[Saved data entries]
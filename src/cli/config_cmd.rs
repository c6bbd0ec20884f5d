//! Configuration management commands.

use console::style;

use crate::config::Config;

/// Print the effective configuration with secrets masked.
pub fn cmd_config_show(config: &Config) -> anyhow::Result<()> {
    let source = config
        .source_path
        .as_ref()
        .map(|p| p.display().to_string())
        .unwrap_or_else(|| "defaults (no config file found)".to_string());
    eprintln!("{} Source: {}", style("→").dim(), source);
    eprintln!(
        "{} Database: {}",
        style("→").dim(),
        crate::repository::util::redact_url(&config.database_url())
    );

    let toml = config.redacted().to_toml().map_err(|e| anyhow::anyhow!(e))?;
    println!("{}", toml);
    Ok(())
}
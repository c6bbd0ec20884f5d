//! Initialize command.

use console::style;

use super::helpers::open_store;
use crate::config::Config;
use crate::repository::StatStore;

/// Create the database and its tables.
pub async fn cmd_init(config: &Config) -> anyhow::Result<()> {
    let store = open_store(config).await?;
    store.ensure_indexes().await?;

    let rows = store.count_rows(None).await?;
    println!(
        "{} Initialized hoopsync database: {}",
        style("✓").green(),
        store.describe()
    );
    if rows > 0 {
        println!("  {} {} rows already stored", style("→").dim(), rows);
    }

    if config.source_path.is_none() {
        println!(
            "{} No config file found, using defaults",
            style("!").yellow()
        );
        println!("  Create hoopsync.toml to set proxy credentials and limits");
    }

    Ok(())
}
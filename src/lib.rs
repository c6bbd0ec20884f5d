//! hoopsync - NBA statistics ingestion.
//!
//! Fetches player and team statistics from the stats API, optionally through
//! a rotating pool of authenticated proxies, under a shared fixed-window rate
//! limit, and upserts the rows into SQLite or PostgreSQL.

pub mod cli;
pub mod config;
pub mod error;
pub mod http_client;
pub mod ingest;
pub mod models;
pub mod proxy;
pub mod rate_limit;
pub mod repository;
pub mod schema;

pub use error::{ErrorCategory, IngestError, IngestResult};
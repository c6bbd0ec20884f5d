//! Proxy pool inspection and connectivity checks.

use console::style;

use super::helpers::build_routing;
use crate::config::Config;
use crate::http_client::{browser_headers, RequestConfig, StatsClient};
use crate::ingest::plan::LEAGUE_ID;

/// Print the routing decision and the pool endpoints (never credentials).
pub fn cmd_proxy_list(config: &Config) -> anyhow::Result<()> {
    let routing = build_routing(config)?;

    println!(
        "{} Mode: {}  Environment: {}  Strategy: {}",
        style("→").cyan(),
        routing.requests.mode(),
        if routing.context.is_cloud { "cloud" } else { "local" },
        config.proxy.strategy
    );

    if routing.pool.is_empty() {
        println!(
            "{} No proxy endpoints (set PROXY_USERNAME and PROXY_PASSWORD)",
            style("!").yellow()
        );
        return Ok(());
    }

    println!("  {} endpoints:", routing.pool.len());
    for endpoint in routing.pool.endpoints() {
        println!("    {}", endpoint.label());
    }
    Ok(())
}

/// Send a test request the way an ingestion would.
///
/// Without `--url` this asks the stats API for today's scoreboard.
pub async fn cmd_proxy_check(config: &Config, url: Option<&str>, all: bool) -> anyhow::Result<()> {
    let routing = build_routing(config)?;
    let client = StatsClient::new(config.request.base_url.clone());

    let target = match url {
        Some(url) => url.to_string(),
        None => format!(
            "{}/scoreboardv2?DayOffset=0&GameDate={}&LeagueID={}",
            client.base_url(),
            chrono::Local::now().format("%Y-%m-%d"),
            LEAGUE_ID
        ),
    };

    let configs: Vec<RequestConfig> = if all {
        if routing.pool.is_empty() {
            anyhow::bail!("No proxy endpoints configured");
        }
        let timeout = config.request.timeouts().proxy;
        routing
            .pool
            .endpoints()
            .iter()
            .map(|endpoint| RequestConfig {
                headers: browser_headers(),
                proxy_url: Some(endpoint.url()),
                proxy_label: Some(endpoint.label()),
                timeout,
                force_local: false,
                force_proxy: true,
            })
            .collect()
    } else {
        vec![routing.requests.get_api_config(None, None)?]
    };

    println!("{} GET {}", style("→").cyan(), target);

    let mut failed = 0;
    for request in &configs {
        match client.probe(&target, request).await {
            Ok(response) if (200..300).contains(&response.status) => {
                println!(
                    "  {} {} HTTP {} in {}ms ({} bytes)",
                    style("✓").green(),
                    request.route(),
                    response.status,
                    response.elapsed_ms,
                    response.body.len()
                );
            }
            Ok(response) => {
                failed += 1;
                println!(
                    "  {} {} HTTP {} in {}ms",
                    style("✗").red(),
                    request.route(),
                    response.status,
                    response.elapsed_ms
                );
            }
            Err(e) => {
                failed += 1;
                println!("  {} {} {}", style("✗").red(), request.route(), e);
            }
        }
    }

    if failed > 0 {
        anyhow::bail!("{} of {} checks failed", failed, configs.len());
    }
    Ok(())
}
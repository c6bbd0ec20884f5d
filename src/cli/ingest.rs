//! Ingest command.

use std::sync::Arc;

use console::{style, Term};
use serde::Serialize;

use super::helpers::{build_routing, open_store};
use super::maintain::print_maintenance_report;
use crate::config::Config;
use crate::http_client::StatsClient;
use crate::ingest::{IngestMode, IngestionDriver, IngestionReport};
use crate::models::Season;
use crate::rate_limit::build_gate;
use crate::repository::{MaintenanceReport, MemoryStatStore, StatStore};

/// Failures listed individually before the rest are summarized.
const MAX_LISTED_FAILURES: usize = 20;

pub struct IngestArgs {
    pub dry_run: bool,
    pub maintain: bool,
    pub workers: Option<usize>,
    pub limit: Option<usize>,
    pub json: bool,
}

pub async fn cmd_ingest(config: &Config, mode: IngestMode, args: IngestArgs) -> anyhow::Result<()> {
    let routing = build_routing(config)?;
    let gate = build_gate(&config.rate_limit).await?;
    let client = Arc::new(StatsClient::new(config.request.base_url.clone()));

    let mut options = config.ingest_options();
    if let Some(workers) = args.workers {
        options.workers = workers;
    }
    if let Some(limit) = args.limit {
        options.max_players = limit;
    }
    options.show_progress = !args.json && Term::stderr().is_term();

    let diesel_store = if args.dry_run {
        None
    } else {
        Some(Arc::new(open_store(config).await?))
    };
    let store: Arc<dyn StatStore> = match &diesel_store {
        Some(store) => store.clone(),
        None => Arc::new(MemoryStatStore::new()),
    };

    if !args.json {
        println!(
            "{} {} ingestion via {} route, {} ({} proxies)",
            style("→").cyan(),
            mode,
            routing.requests.mode(),
            if routing.context.is_cloud { "cloud" } else { "local" },
            routing.pool.len()
        );
        if args.dry_run {
            println!("  {} dry run, nothing will be written", style("!").yellow());
        }
    }

    let driver = IngestionDriver::new(routing.requests, gate, client, store, options)
        .with_health_tracker(routing.health);
    let report = driver.run_ingestion(mode).await?;

    let maintenance = match (&diesel_store, args.maintain) {
        (Some(store), true) => Some(
            store
                .run_maintenance(config.maintenance.keep_seasons, Season::current())
                .await?,
        ),
        (None, true) => {
            eprintln!("{} Skipping maintenance on a dry run", style("!").yellow());
            None
        }
        _ => None,
    };

    if args.json {
        println!("{}", render_json(&report, maintenance.as_ref())?);
    } else {
        print_report(&report);
        if let Some(maintenance) = &maintenance {
            print_maintenance_report(maintenance);
        }
    }

    if report.units_succeeded == 0 && report.units_failed > 0 {
        anyhow::bail!("every unit of work failed");
    }
    Ok(())
}

/// `--json` output: the ingestion report, plus maintenance when it ran.
#[derive(Serialize)]
struct IngestOutput<'a> {
    #[serde(flatten)]
    report: &'a IngestionReport,
    #[serde(skip_serializing_if = "Option::is_none")]
    maintenance: Option<&'a MaintenanceReport>,
}

fn render_json(
    report: &IngestionReport,
    maintenance: Option<&MaintenanceReport>,
) -> serde_json::Result<String> {
    serde_json::to_string_pretty(&IngestOutput {
        report,
        maintenance,
    })
}

fn print_report(report: &IngestionReport) {
    let mark = if report.is_clean() {
        style("✓").green()
    } else {
        style("!").yellow()
    };
    println!(
        "{} {}/{} units ok, {} failed, {} retries in {:.1}s",
        mark,
        report.units_succeeded,
        report.units_planned,
        report.units_failed,
        report.retries,
        report.elapsed.as_secs_f64()
    );
    println!(
        "  {} rows fetched {}, written {}",
        style("→").dim(),
        report.rows_fetched,
        report.rows_written
    );

    for (category, count) in &report.retries_by_category {
        println!("  {} {} retried: {}", style("↻").dim(), category, count);
    }
    for (category, count) in &report.failures_by_category {
        println!("  {} {}: {}", style("✗").red(), category, count);
    }
    for failure in report.failures.iter().take(MAX_LISTED_FAILURES) {
        println!(
            "    {} ({} attempts): {}",
            failure.unit,
            failure.attempts,
            style(&failure.message).dim()
        );
    }
    if report.failures.len() > MAX_LISTED_FAILURES {
        println!(
            "    ... and {} more",
            report.failures.len() - MAX_LISTED_FAILURES
        );
    }
}

#[cfg(test)]
mod tests {
    use super::*;
    use crate::error::{ErrorCategory, IngestError};
    use crate::ingest::WorkUnit;
    use crate::models::Dataset;
    use serde_json::{json, Value};

    fn report() -> IngestionReport {
        let mut report = IngestionReport::new(IngestMode::Daily);
        report.units_planned = 2;
        report.record_success(3, 3, &[ErrorCategory::TransientNetwork]);
        let unit = WorkUnit::new(Dataset::Players, None, None);
        report.record_failure(&unit, &IngestError::data_shape("no rowSet"), 1, &[]);
        report
    }

    #[test]
    fn test_json_without_maintenance() {
        let rendered: Value = serde_json::from_str(&render_json(&report(), None).unwrap()).unwrap();
        assert_eq!(rendered["units_planned"], json!(2));
        assert_eq!(rendered["retries_by_category"]["transient-network"], json!(1));
        assert!(rendered.get("maintenance").is_none());
    }

    #[test]
    fn test_json_includes_maintenance() {
        let maintenance = MaintenanceReport {
            duplicates_removed: 4,
            rows_pruned: 10,
            rows_remaining: 90,
            ..Default::default()
        };
        let text = render_json(&report(), Some(&maintenance)).unwrap();
        let rendered: Value = serde_json::from_str(&text).unwrap();
        assert_eq!(rendered["failures_by_category"]["data-shape"], json!(1));
        assert_eq!(rendered["maintenance"]["duplicates_removed"], json!(4));
        assert_eq!(rendered["maintenance"]["rows_remaining"], json!(90));
    }
}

**Work order**
Repeat the entries verbatim through the line with "with secrets masked.".

**Solution**
filename src/cli/config_cmd.rs
repository c6bbd0ec20884f5d
//! Configuration management commands.

use console::style;

use crate::config::Config;

/// Print the effective configuration with secrets masked.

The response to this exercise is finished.